Calcium signaling of thyrocytes is modulated by TSH through calcium binding protein expression.

TSH is an important stimulus to maintain thyroid epithelial differentiation. Impairment of TSH signal transduction can cause thyroid pathologies such as hot nodules, goiter and hyperthyroidism. In a gene expression study in Fischer rat thyroid cells (FRTL-5) using cDNA microarrays we found a TSH-dependent regulation of several calcium binding proteins, S100A4, S100A6 and annexin A6. Expression of these genes in FRTL-5 and regulation by TSH was confirmed with LightCycler qPCR and Western blotting. The differential expression of S100A4 was confirmed for cultured primary human thyrocytes. Calcium-imaging experiments showed that prestimulation with TSH attenuates ATP-elicited P2Y-mediated calcium signaling. Experiments with thapsigargin, TSH and calcium-free perfusion excluded an involvement of other purinergic receptors or an involvement of SERCA regulation. Instead, we find a correlation between S100A4 expression and the effects of TSH on calcium signaling.

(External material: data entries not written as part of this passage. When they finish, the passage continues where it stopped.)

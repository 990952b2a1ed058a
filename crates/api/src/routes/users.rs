//! Route definitions for the `/users` resource.

use axum::routing::{get, put};
use axum::Router;

use crate::handlers::users;
use crate::state::AppState;

/// Routes mounted at `/users`.
///
/// ```text
/// GET  /              -> list (manager)
/// GET  /me            -> me
/// PUT  /me            -> update_me
/// GET  /{id}          -> get_by_id (manager)
/// PUT  /{id}          -> update (admin)
/// PUT  /{id}/status   -> set_status (manager)
/// ```
pub fn router() -> Router<AppState> {
    Router::new()
        .route("/", get(users::list))
        .route("/me", get(users::me).put(users::update_me))
        .route("/{id}", get(users::get_by_id).put(users::update))
        .route("/{id}/status", put(users::set_status))
}
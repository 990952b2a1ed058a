//! Repository for the `users` table.

use sqlx::PgPool;
use trinity_core::types::DbId;

use crate::models::user::{CreateUser, UpdateProfile, UpdateUser, User};

/// Column list shared across queries to avoid repetition.
const COLUMNS: &str = "id, username, email, password_hash, role, phone_number, \
                        department_id, status, created_at, updated_at";

/// Provides CRUD operations for users.
pub struct UserRepo;

impl UserRepo {
    /// Insert a new user, returning the created row.
    pub async fn create(pool: &PgPool, input: &CreateUser) -> Result<User, sqlx::Error> {
        let query = format!(
            "INSERT INTO users (username, email, password_hash, role, department_id)
             VALUES ($1, $2, $3, $4, $5)
             RETURNING {COLUMNS}"
        );
        sqlx::query_as::<_, User>(&query)
            .bind(&input.username)
            .bind(&input.email)
            .bind(&input.password_hash)
            .bind(&input.role)
            .bind(input.department_id)
            .fetch_one(pool)
            .await
    }

    /// Find a user by internal ID.
    pub async fn find_by_id(pool: &PgPool, id: DbId) -> Result<Option<User>, sqlx::Error> {
        let query = format!("SELECT {COLUMNS} FROM users WHERE id = $1");
        sqlx::query_as::<_, User>(&query)
            .bind(id)
            .fetch_optional(pool)
            .await
    }

    /// Find a user by username (case-sensitive).
    pub async fn find_by_username(
        pool: &PgPool,
        username: &str,
    ) -> Result<Option<User>, sqlx::Error> {
        let query = format!("SELECT {COLUMNS} FROM users WHERE username = $1");
        sqlx::query_as::<_, User>(&query)
            .bind(username)
            .fetch_optional(pool)
            .await
    }

    /// List users ordered by username.
    pub async fn list(pool: &PgPool, limit: i64, offset: i64) -> Result<Vec<User>, sqlx::Error> {
        let query = format!("SELECT {COLUMNS} FROM users ORDER BY username LIMIT $1 OFFSET $2");
        sqlx::query_as::<_, User>(&query)
            .bind(limit)
            .bind(offset)
            .fetch_all(pool)
            .await
    }

    /// Admin update. Only non-`None` fields in `input` are applied.
    ///
    /// Returns `None` if no row with the given `id` exists.
    pub async fn update(
        pool: &PgPool,
        id: DbId,
        input: &UpdateUser,
    ) -> Result<Option<User>, sqlx::Error> {
        let query = format!(
            "UPDATE users SET
                role = COALESCE($2, role),
                department_id = COALESCE($3, department_id),
                status = COALESCE($4, status)
             WHERE id = $1
             RETURNING {COLUMNS}"
        );
        sqlx::query_as::<_, User>(&query)
            .bind(id)
            .bind(&input.role)
            .bind(input.department_id)
            .bind(&input.status)
            .fetch_optional(pool)
            .await
    }

    /// Self-service profile update.
    pub async fn update_profile(
        pool: &PgPool,
        id: DbId,
        input: &UpdateProfile,
    ) -> Result<Option<User>, sqlx::Error> {
        let query = format!(
            "UPDATE users SET
                email = COALESCE($2, email),
                phone_number = COALESCE($3, phone_number)
             WHERE id = $1
             RETURNING {COLUMNS}"
        );
        sqlx::query_as::<_, User>(&query)
            .bind(id)
            .bind(&input.email)
            .bind(&input.phone_number)
            .fetch_optional(pool)
            .await
    }

    /// Set a user's attendance status.
    pub async fn set_status(
        pool: &PgPool,
        id: DbId,
        status: &str,
    ) -> Result<Option<User>, sqlx::Error> {
        let query = format!("UPDATE users SET status = $2 WHERE id = $1 RETURNING {COLUMNS}");
        sqlx::query_as::<_, User>(&query)
            .bind(id)
            .bind(status)
            .fetch_optional(pool)
            .await
    }

    /// Return the subset of `ids` that exist, in ascending order.
    pub async fn existing_ids(pool: &PgPool, ids: &[DbId]) -> Result<Vec<DbId>, sqlx::Error> {
        sqlx::query_scalar::<_, DbId>("SELECT id FROM users WHERE id = ANY($1) ORDER BY id")
            .bind(ids)
            .fetch_all(pool)
            .await
    }
}
//! Request extractors and middleware.
//!
//! - [`auth::AuthUser`] -- Extracts the authenticated user from a JWT Bearer token.
//! - [`rbac::RequireAdmin`] -- Requires the `admin` role.
//! - [`rbac::RequireManager`] -- Requires `manager` or `admin`.
//! - [`rbac::RequireAuth`] -- Requires any authenticated user.
//! - [`access_log`] -- Appends a Common Log Format line per response.

pub mod access_log;
pub mod auth;
pub mod rbac;
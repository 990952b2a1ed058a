//! Typed environment lookups shared by every `from_env` constructor.
//!
//! Unset or blank variables take their default. A value that is present but
//! does not parse is a startup error, never a silent fallback.

use std::str::FromStr;

#[derive(Debug, thiserror::Error, PartialEq, Eq)]
pub enum EnvError {
    #[error("{key} must be set")]
    Missing { key: &'static str },

    #[error("{key}='{value}' is not a valid {expected}")]
    Invalid {
        key: &'static str,
        value: String,
        expected: &'static str,
    },
}

/// Parse `key` as `T`, using `default` when it is unset or blank.
pub fn var_or<T: FromStr>(key: &'static str, default: T) -> Result<T, EnvError> {
    parse_or(key, std::env::var(key).ok(), default)
}

/// A non-blank string value for `key`.
pub fn required(key: &'static str) -> Result<String, EnvError> {
    std::env::var(key)
        .ok()
        .map(|v| v.trim().to_string())
        .filter(|v| !v.is_empty())
        .ok_or(EnvError::Missing { key })
}

/// A non-blank string value for `key`, if any.
pub fn optional(key: &'static str) -> Option<String> {
    std::env::var(key).ok().filter(|v| !v.trim().is_empty())
}

fn parse_or<T: FromStr>(key: &'static str, raw: Option<String>, default: T) -> Result<T, EnvError> {
    match raw.as_deref().map(str::trim) {
        None | Some("") => Ok(default),
        Some(value) => value.parse().map_err(|_| EnvError::Invalid {
            key,
            value: value.to_string(),
            expected: short_type_name::<T>(),
        }),
    }
}

fn short_type_name<T>() -> &'static str {
    let full = std::any::type_name::<T>();
    full.rsplit("::").next().unwrap_or(full)
}
//! Handlers for the `/tasks` resource.
//!
//! Managers and admins see and edit every task. Employees only see tasks
//! they are assigned to and may only change the status of those.

use std::collections::BTreeSet;

use axum::extract::{Path, Query, State};
use axum::http::StatusCode;
use axum::Json;
use serde::Deserialize;
use trinity_core::status::{validate_task_priority, validate_task_status, validate_task_title};
use trinity_core::types::DbId;
use trinity_db::models::task::{CreateTask, Task, TaskFilter, UpdateTask};
use trinity_db::repositories::{TaskRepo, UserRepo};

use crate::error::{AppError, AppResult};
use crate::middleware::auth::AuthUser;
use crate::middleware::rbac::RequireManager;
use crate::query::PaginationParams;
use crate::response::DataResponse;
use crate::state::AppState;

/// Query parameters for `GET /tasks`.
#[derive(Debug, Deserialize)]
pub struct TaskListParams {
    pub status: Option<String>,
    pub assignee: Option<DbId>,
    pub limit: Option<i64>,
    pub offset: Option<i64>,
}

/// Request body for `PUT /tasks/{id}/status`.
#[derive(Debug, Deserialize)]
pub struct TaskStatusRequest {
    pub status: String,
}

// ---------------------------------------------------------------------------
// Validation helpers
// ---------------------------------------------------------------------------

/// Deduplicate assignee ids and check that every one is an existing user.
async fn resolve_assignees(state: &AppState, ids: &[DbId]) -> AppResult<Vec<DbId>> {
    let wanted: Vec<DbId> = ids.iter().copied().collect::<BTreeSet<_>>().into_iter().collect();
    if wanted.is_empty() {
        return Ok(wanted);
    }
    let found = UserRepo::existing_ids(&state.pool, &wanted).await?;
    let missing: Vec<DbId> = wanted
        .iter()
        .copied()
        .filter(|id| !found.contains(id))
        .collect();
    if !missing.is_empty() {
        return Err(AppError::validation(format!("Unknown assignee ids: {missing:?}")));
    }
    Ok(wanted)
}

async fn load(state: &AppState, id: DbId) -> AppResult<Task> {
    TaskRepo::find_by_id(&state.pool, id)
        .await?
        .ok_or_else(|| AppError::not_found("Task", id))
}

// ---------------------------------------------------------------------------
// Handlers
// ---------------------------------------------------------------------------

/// GET /api/v1/tasks
///
/// Supports `?status=&assignee=&limit=&offset=`. For employees the assignee
/// filter is always their own id.
pub async fn list(
    State(state): State<AppState>,
    user: AuthUser,
    Query(params): Query<TaskListParams>,
) -> AppResult<Json<DataResponse<Vec<Task>>>> {
    if let Some(status) = &params.status {
        validate_task_status(status)?;
    }
    let filter = TaskFilter {
        status: params.status,
        assignee: if user.is_manager() {
            params.assignee
        } else {
            Some(user.user_id)
        },
    };
    let (limit, offset) = PaginationParams {
        limit: params.limit,
        offset: params.offset,
    }
    .resolve();

    let tasks = TaskRepo::list(&state.pool, &filter, limit, offset).await?;
    Ok(Json(DataResponse { data: tasks }))
}

/// POST /api/v1/tasks
pub async fn create(
    State(state): State<AppState>,
    RequireManager(manager): RequireManager,
    Json(mut input): Json<CreateTask>,
) -> AppResult<(StatusCode, Json<DataResponse<Task>>)> {
    validate_task_title(&input.title)?;
    if let Some(status) = &input.status {
        validate_task_status(status)?;
    }
    if let Some(priority) = &input.priority {
        validate_task_priority(priority)?;
    }
    input.assignees = resolve_assignees(&state, &input.assignees).await?;

    let task = TaskRepo::create(&state.pool, manager.user_id, &input).await?;
    tracing::info!(task_id = task.id, creator_id = manager.user_id, "Task created");
    Ok((StatusCode::CREATED, Json(DataResponse { data: task })))
}

/// GET /api/v1/tasks/{id}
pub async fn get_by_id(
    State(state): State<AppState>,
    user: AuthUser,
    Path(id): Path<DbId>,
) -> AppResult<Json<DataResponse<Task>>> {
    let task = load(&state, id).await?;
    if !user.is_manager() && !task.is_assigned_to(user.user_id) {
        return Err(AppError::forbidden("Task is not assigned to you"));
    }
    Ok(Json(DataResponse { data: task }))
}

/// PUT /api/v1/tasks/{id}
pub async fn update(
    State(state): State<AppState>,
    RequireManager(_): RequireManager,
    Path(id): Path<DbId>,
    Json(mut input): Json<UpdateTask>,
) -> AppResult<Json<DataResponse<Task>>> {
    if let Some(title) = &input.title {
        validate_task_title(title)?;
    }
    if let Some(status) = &input.status {
        validate_task_status(status)?;
    }
    if let Some(priority) = &input.priority {
        validate_task_priority(priority)?;
    }
    if let Some(assignees) = input.assignees.take() {
        input.assignees = Some(resolve_assignees(&state, &assignees).await?);
    }

    let task = TaskRepo::update(&state.pool, id, &input)
        .await?
        .ok_or_else(|| AppError::not_found("Task", id))?;
    Ok(Json(DataResponse { data: task }))
}

/// PUT /api/v1/tasks/{id}/status
///
/// Allowed for the task's assignees and for managers/admins.
pub async fn set_status(
    State(state): State<AppState>,
    user: AuthUser,
    Path(id): Path<DbId>,
    Json(input): Json<TaskStatusRequest>,
) -> AppResult<Json<DataResponse<Task>>> {
    validate_task_status(&input.status)?;
    let task = load(&state, id).await?;
    if !user.is_manager() && !task.is_assigned_to(user.user_id) {
        return Err(AppError::forbidden("Only assignees or managers may update this task"));
    }

    let task = TaskRepo::set_status(&state.pool, id, &input.status)
        .await?
        .ok_or_else(|| AppError::not_found("Task", id))?;
    tracing::info!(task_id = id, user_id = user.user_id, status = %task.status, "Task status changed");
    Ok(Json(DataResponse { data: task }))
}

/// DELETE /api/v1/tasks/{id}
pub async fn delete(
    State(state): State<AppState>,
    RequireManager(_): RequireManager,
    Path(id): Path<DbId>,
) -> AppResult<StatusCode> {
    if TaskRepo::delete(&state.pool, id).await? {
        Ok(StatusCode::NO_CONTENT)
    } else {
        Err(AppError::not_found("Task", id))
    }
}
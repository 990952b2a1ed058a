//! Task entity model and DTOs.

use serde::{Deserialize, Serialize};
use sqlx::FromRow;
use trinity_core::types::{DbId, Timestamp};

/// A row from the `tasks` table.
#[derive(Debug, Clone, FromRow, Serialize)]
pub struct Task {
    pub id: DbId,
    pub title: String,
    pub description: Option<String>,
    pub status: String,
    pub priority: String,
    pub due_date: Option<Timestamp>,
    pub creator_id: Option<DbId>,
    pub assignees: Vec<DbId>,
    pub proof_file: Option<String>,
    pub created_at: Timestamp,
    pub updated_at: Timestamp,
}

impl Task {
    pub fn is_assigned_to(&self, user_id: DbId) -> bool {
        self.assignees.contains(&user_id)
    }
}

/// DTO for creating a task. `status` and `priority` fall back to the column defaults.
#[derive(Debug, Deserialize)]
pub struct CreateTask {
    pub title: String,
    pub description: Option<String>,
    pub status: Option<String>,
    pub priority: Option<String>,
    pub due_date: Option<Timestamp>,
    #[serde(default)]
    pub assignees: Vec<DbId>,
}

/// Partial task update. `assignees`, when present, replaces the whole list.
#[derive(Debug, Default, Deserialize)]
pub struct UpdateTask {
    pub title: Option<String>,
    pub description: Option<String>,
    pub status: Option<String>,
    pub priority: Option<String>,
    pub due_date: Option<Timestamp>,
    pub assignees: Option<Vec<DbId>>,
    pub proof_file: Option<String>,
}

/// Filters for listing tasks.
#[derive(Debug, Default, Deserialize)]
pub struct TaskFilter {
    pub status: Option<String>,
    pub assignee: Option<DbId>,
}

Overexpression of S100A4 in FRTL-5 and shRNA-mediated knockdown of S100A4 in follicular thyroid cancer cells (FTC133) confirm the ability of S100A4 to attenuate calcium signals. Under repeated stimulations with ATP the calcium retention of these cells is also modulated by S100A4, suggesting a role of S100A4 as calcium buffering protein. As a biological consequence of S100A4 overexpression we detected reduced ATP-stimulated cFos induction. Taken together, the results suggest that S100A4 and other calcium binding proteins are part of a signaling network connecting TSH signaling to calcium-mediated events which play a role in thyroid physiology like H2O2 production or even thyroid cancer.